But the Order still posed significant limitations on electronic meetings by requiring that:
- all of the meeting attendees must be physically present in Thailand; and
- at least one third of the quorum must physically attend the meeting at the same physical meeting venue.
Because of these limitations, it remained difficult to hold an official electronic meeting under Thai law.
However, as of April 19, 2020 these unfortunate limitations have been removed by the enactment of the Emergency Decree on Electronic Meetings (2020) (the “Decree”). The Decree repealed the Order and cancelled the abovementioned two significant limitations under the Order. Pursuant to the Decree, the meeting attendees:
- do not have to be present in Thailand; and
- do not have to physically attend the meeting venue.

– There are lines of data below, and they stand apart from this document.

//! Local queue backend.
//!
//! Keeps the whole `QueueState` behind one async mutex, so every operation
//! is atomic for all tasks of the process. With a state file configured,
//! each mutation is applied to a staged copy, persisted, and only then
//! swapped in; a failed write leaves the queue as it was.
//!
//! ## Storage Layout
//!
//! ```text
//! {state_file}          # Full queue state (JSON)
//! {state_file}.tmp      # Write buffer, synced then renamed over the state file
//! {state_file}.lock     # Exclusive lock held while the queue is open
//! ```
//!
//! Only one process may open a state file. Roles running as separate
//! processes share the `sqlite` backend instead.
//!
//! Ids found claimed when the file is opened belonged to a process that
//! died mid-item; they go back to the front of pending.

use std::ffi::OsString;
use std::fs::{File, OpenOptions, TryLockError};
use std::path::{Path, PathBuf};
use std::time::Duration;

use async_trait::async_trait;
use chrono::{DateTime, Utc};
use tokio::io::AsyncWriteExt;
use tokio::sync::{Mutex, Notify};

use crate::error::{AppError, Result};
use crate::models::{Counter, ItemId, PassRecord, PipelineStats, QueueConfig, RetryRecord};
use crate::queue::{Horizons, QueueState, WorkQueue};

/// Single-process queue backend, optionally durable.
pub struct LocalQueue {
    state: Mutex<QueueState>,
    pending_ready: Notify,
    missing_ready: Notify,
    horizons: Horizons,
    state_file: Option<PathBuf>,
    // Released when the queue is dropped or the process dies
    _lock: Option<File>,
}

impl LocalQueue {
    /// Volatile queue, lost on exit.
    pub fn in_memory(horizons: Horizons) -> Self {
        Self::from_state(QueueState::new(), horizons, None, None)
    }

    /// Open (or create) a durable queue backed by `path`.
    ///
    /// Fails if another queue already holds the file open.
    pub async fn open(path: impl Into<PathBuf>, horizons: Horizons) -> Result<Self> {
        let path = path.into();
        ensure_dir(&path)
            .await
            .map_err(|e| AppError::queue(format!("create {}: {e}", path.display())))?;
        let lock = lock_exclusive(&sibling(&path, "lock"))?;

        let mut state = match read_bytes(&path).await? {
            Some(bytes) => serde_json::from_slice::<QueueState>(&bytes)
                .map_err(|e| AppError::queue(format!("corrupt state file {}: {e}", path.display())))?,
            None => QueueState::new(),
        };
        state.rebuild_indexes();

        let recovered = state.recover_claimed();
        if recovered > 0 {
            log::warn!(
                "Recovered {} claimed ids from {} back to pending",
                recovered,
                path.display()
            );
        }

        write_state(&path, &state).await?;
        Ok(Self::from_state(state, horizons, Some(path), Some(lock)))
    }

    /// Build a local queue from the `[queue]` config section.
    pub async fn from_config(config: &QueueConfig) -> Result<Self> {
        let horizons = Horizons::from_config(config);
        match &config.state_file {
            Some(path) => Self::open(path, horizons).await,
            None => Ok(Self::in_memory(horizons)),
        }
    }

    fn from_state(
        state: QueueState,
        horizons: Horizons,
        state_file: Option<PathBuf>,
        lock: Option<File>,
    ) -> Self {
        Self {
            state: Mutex::new(state),
            pending_ready: Notify::new(),
            missing_ready: Notify::new(),
            horizons,
            state_file,
            _lock: lock,
        }
    }

    /// Run a mutation under the lock and persist the result.
    async fn mutate<T>(&self, f: impl FnOnce(&mut QueueState) -> T) -> Result<T> {
        let mut state = self.state.lock().await;
        self.commit(&mut state, f).await
    }

    /// Apply `f` to a staged copy, persist it, then swap it in.
    async fn commit<T>(&self, state: &mut QueueState, f: impl FnOnce(&mut QueueState) -> T) -> Result<T> {
        let Some(path) = &self.state_file else {
            return Ok(f(state));
        };
        let mut staged = state.clone();
        let out = f(&mut staged);
        write_state(path, &staged).await?;
        *state = staged;
        Ok(out)
    }

    async fn read<T>(&self, f: impl FnOnce(&QueueState) -> T) -> T {
        let state = self.state.lock().await;
        f(&state)
    }

    /// Blocking pop shared by both channels.
    async fn pop_from(
        &self,
        ready: &Notify,
        timeout: Duration,
        has_items: fn(&QueueState) -> bool,
        take: fn(&mut QueueState) -> Option<ItemId>,
    ) -> Result<Option<ItemId>> {
        let deadline = tokio::time::Instant::now() + timeout;
        loop {
            let notified = ready.notified();
            tokio::pin!(notified);
            // Register before checking so a concurrent push cannot be missed
            notified.as_mut().enable();

            {
                let mut state = self.state.lock().await;
                if has_items(&state) {
                    return self.commit(&mut state, take).await;
                }
            }

            if tokio::time::timeout_at(deadline, notified).await.is_err() {
                return Ok(None);
            }
        }
    }
}

#[async_trait]
impl WorkQueue for LocalQueue {
    async fn enqueue_if_new(&self, ids: &[ItemId]) -> Result<usize> {
        let horizons = self.horizons;
        let added = self
            .mutate(|s| s.enqueue_if_new(ids, Utc::now(), horizons))
            .await?;
        if added > 0 {
            self.pending_ready.notify_waiters();
        }
        Ok(added)
    }

    async fn pop(&self, timeout: Duration) -> Result<Option<ItemId>> {
        self.pop_from(&self.pending_ready, timeout, QueueState::has_pending, QueueState::pop)
            .await
    }

    async fn release(&self, id: &str) -> Result<bool> {
        let released = self.mutate(|s| s.release(id)).await?;
        if released {
            self.pending_ready.notify_waiters();
        }
        Ok(released)
    }

    async fn is_processed(&self, id: &str) -> Result<bool> {
        Ok(self.read(|s| s.is_processed(id)).await)
    }

    async fn mark_processed(&self, id: &str) -> Result<()> {
        self.mutate(|s| {
            s.mark_processed(id);
        })
        .await
    }

    async fn store_snapshot(&self, id: &str, hash: &str, at: DateTime<Utc>) -> Result<()> {
        self.mutate(|s| s.store_snapshot(id, hash, at)).await
    }

    async fn has_changed(&self, id: &str, hash: &str) -> Result<bool> {
        Ok(self.read(|s| s.has_changed(id, hash)).await)
    }

    async fn requeue_with_retry(&self, id: &str, max_attempts: u32, error: &str) -> Result<bool> {
        let requeued = self
            .mutate(|s| s.requeue_with_retry(id, max_attempts, error))
            .await?;
        if requeued {
            self.pending_ready.notify_waiters();
        }
        Ok(requeued)
    }

    async fn retry_record(&self, id: &str) -> Result<Option<RetryRecord>> {
        Ok(self.read(|s| s.retry_record(id).cloned()).await)
    }

    async fn mark_not_found(&self, id: &str) -> Result<()> {
        self.mutate(|s| {
            s.mark_not_found(id);
        })
        .await
    }

    async fn push_missing(&self, ids: &[ItemId]) -> Result<usize> {
        let added = self.mutate(|s| s.push_missing(ids)).await?;
        if added > 0 {
            self.missing_ready.notify_waiters();
        }
        Ok(added)
    }

    async fn pop_missing(&self, timeout: Duration) -> Result<Option<ItemId>> {
        self.pop_from(
            &self.missing_ready,
            timeout,
            QueueState::has_missing,
            QueueState::pop_missing,
        )
        .await
    }

    async fn mark_verified_inactive(&self, id: &str) -> Result<bool> {
        self.mutate(|s| s.mark_verified_inactive(id, Utc::now())).await
    }

    async fn update_last_seen(&self, id: &str) -> Result<()> {
        self.mutate(|s| s.update_last_seen(id, Utc::now())).await
    }

    async fn find_stale(&self, threshold: chrono::Duration) -> Result<Vec<ItemId>> {
        Ok(self.read(|s| s.find_stale(threshold, Utc::now())).await)
    }

    async fn incr(&self, counter: Counter) -> Result<()> {
        self.mutate(|s| s.bump(counter)).await
    }

    async fn stats(&self) -> Result<PipelineStats> {
        Ok(self.read(QueueState::stats).await)
    }

    async fn record_pass(&self, record: PassRecord) -> Result<()> {
        self.mutate(|s| s.record_pass(record)).await
    }

    async fn last_pass(&self) -> Result<Option<PassRecord>> {
        Ok(self.read(|s| s.last_pass().cloned()).await)
    }

    async fn close(&self) -> Result<()> {
        {
            let state = self.state.lock().await;
            if let Some(path) = &self.state_file {
                write_state(path, &state).await?;
            }
        }
        // Wake blocked pollers so they observe shutdown promptly
        self.pending_ready.notify_waiters();
        self.missing_ready.notify_waiters();
        Ok(())
    }
}

/// `{path}.{suffix}`, keeping the full file name.
fn sibling(path: &Path, suffix: &str) -> PathBuf {
    let mut name = OsString::from(path.as_os_str());
    name.push(".");
    name.push(suffix);
    PathBuf::from(name)
}

/// Take a non-blocking exclusive lock on `path`, creating it if needed.
fn lock_exclusive(path: &Path) -> Result<File> {
    let file = OpenOptions::new()
        .create(true)
        .truncate(false)
        .write(true)
        .open(path)
        .map_err(|e| AppError::queue(format!("open {}: {e}", path.display())))?;
    match file.try_lock() {
        Ok(()) => Ok(file),
        Err(TryLockError::WouldBlock) => Err(AppError::queue(format!(
            "{} is held by another process",
            path.display()
        ))),
        Err(TryLockError::Error(e)) => Err(AppError::queue(format!("lock {}: {e}", path.display()))),
    }
}

async fn write_state(path: &Path, state: &QueueState) -> Result<()> {
    let bytes = serde_json::to_vec(state)?;
    write_bytes(path, &bytes)
        .await
        .map_err(|e| AppError::queue(format!("persist {}: {e}", path.display())))
}

/// Ensure parent directory exists.
async fn ensure_dir(path: &Path) -> std::io::Result<()> {
    if let Some(parent) = path.parent().filter(|p| !p.as_os_str().is_empty()) {
        tokio::fs::create_dir_all(parent).await?;
    }
    Ok(())
}

/// Write bytes atomically (write to temp, sync, then rename).
async fn write_bytes(path: &Path, bytes: &[u8]) -> std::io::Result<()> {
    ensure_dir(path).await?;

    let tmp = sibling(path, "tmp");
    let mut file = tokio::fs::File::create(&tmp).await?;
    file.write_all(bytes).await?;
    file.sync_all().await?;
    drop(file);

    tokio::fs::rename(&tmp, path).await
}

/// Read bytes, returning None if file doesn't exist.
async fn read_bytes(path: &Path) -> Result<Option<Vec<u8>>> {
    match tokio::fs::read(path).await {
        Ok(bytes) => Ok(Some(bytes)),
        Err(e) if e.kind() == std::io::ErrorKind::NotFound => Ok(None),
        Err(e) => Err(AppError::queue(format!("read {}: {e}", path.display()))),
    }
}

The Decree applies to any meeting required to be held by Thai law, including but not limited to directors and shareholders meetings. But it does not apply to:
- meetings of the House of Representatives, the Senate and the National Assembly;
- meetings for preparing a judgment or an order of the Court; and
- meetings for carrying out a procurement process of a government agency, a local government agency, a State enterprise, a public organisation and other State agencies.
Under the Decree, any person holding an electronic meeting must:
- keep as evidence a meeting invitation letter, as well as any enclosures, that are sent by an email (which is allowed under the Decree as opposed to the standard postal requirement);
- arrange for the attendees to identify themselves prior to joining the meeting;
- arrange for the attendees to be able to vote, whether disclosed voting or secret voting;
- arrange for an audio or video record, or both, of every attendee throughout the period of the meeting;
- provide a minutes of the meeting in writing; and
- collect the electronic traffic data of all the attendees as evidence.

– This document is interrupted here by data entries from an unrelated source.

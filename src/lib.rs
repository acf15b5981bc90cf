// src/lib.rs

//! Incremental re-crawl pipeline for listing catalogs.
//!
//! A coordinator discovers ids through the source's search surface, a pool
//! of workers fetches details and forwards changes downstream, and a
//! verifier re-checks items that stopped showing up in discovery. All
//! roles share one work queue.

pub mod app;
pub mod error;
pub mod models;
pub mod pipeline;
pub mod queue;
pub mod services;
pub mod utils;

The Ministry of Digital Economy and Society will issue a new announcement on security standards for electronic meetings in due course. Until then, the existing security standards issued under the Order – the Announcement of the Ministry of Information and Communication Technology on Security Standards for Meetings through Electronic Devices (2014) (the “Security Standards”) – will continue to apply to the extent that they do not contradict the Decree.
The Security Standards include, among other things:
- An electronic meeting organiser must implement in writing a meeting control system prior to the meeting and must arrange to have a system controller who will maintain and manage an electronic meeting system throughout the meeting;
- There must be a reliable access management via a combined process of identification, authentication, authorisation, and accountability;
- The computer traffic data arising from the meeting control system must be securely recorded and maintained;
- The meeting chairman and/or the system controller must be able to easily disconnect attendees or terminate sessions in progress; and
- All attendees must be able to view the data being presented on their own devices.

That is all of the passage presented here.